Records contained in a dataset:
Content starts

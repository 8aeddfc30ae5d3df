//! Shared display helpers for step status formatting.
//!
//! Used by `status` and `run` to render steps consistently.

use crate::project::{Step, StepStatus};
use crate::ui::UserInterface;

/// Return the icon string for a step.
///
/// A successful step whose inputs changed since is shown as stale.
pub fn status_icon(status: &StepStatus, dirty: bool) -> &'static str {
    match (status, dirty) {
        (StepStatus::Success, false) => "✓",
        (StepStatus::Success, true) => "◐",
        (StepStatus::Failed, _) => "✗",
        (StepStatus::NeverRun, _) => "◌",
    }
}

/// Short label for a step's state.
pub fn status_label(status: &StepStatus, dirty: bool) -> &'static str {
    match (status, dirty) {
        (StepStatus::Success, false) => "up to date",
        (StepStatus::Success, true) => "modified",
        (StepStatus::Failed, _) => "failed",
        (StepStatus::NeverRun, _) => "never run",
    }
}

/// Print a single step's status line, styled by severity.
pub fn show_step_status(ui: &mut dyn UserInterface, step: &Step, dirty: bool) {
    let line = format!(
        "  {} {} ({})",
        status_icon(&step.status, dirty),
        step.name,
        status_label(&step.status, dirty)
    );
    match (&step.status, dirty) {
        (StepStatus::Success, false) => ui.success(&line),
        (StepStatus::Success, true) => ui.warning(&line),
        (StepStatus::Failed, _) => ui.error(&line),
        (StepStatus::NeverRun, _) => ui.message(&line),
    }
}

/// Print a dependency line.
pub fn show_dependency_status(ui: &mut dyn UserInterface, path: &str, dirty: bool) {
    if dirty {
        ui.warning(&format!("  ◐ {} (changed)", path));
    } else {
        ui.success(&format!("  ✓ {}", path));
    }
}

Content ends

Problem to work on -
Work out how many lines of the records contain "path", and reply with the number alone.

Result below -
3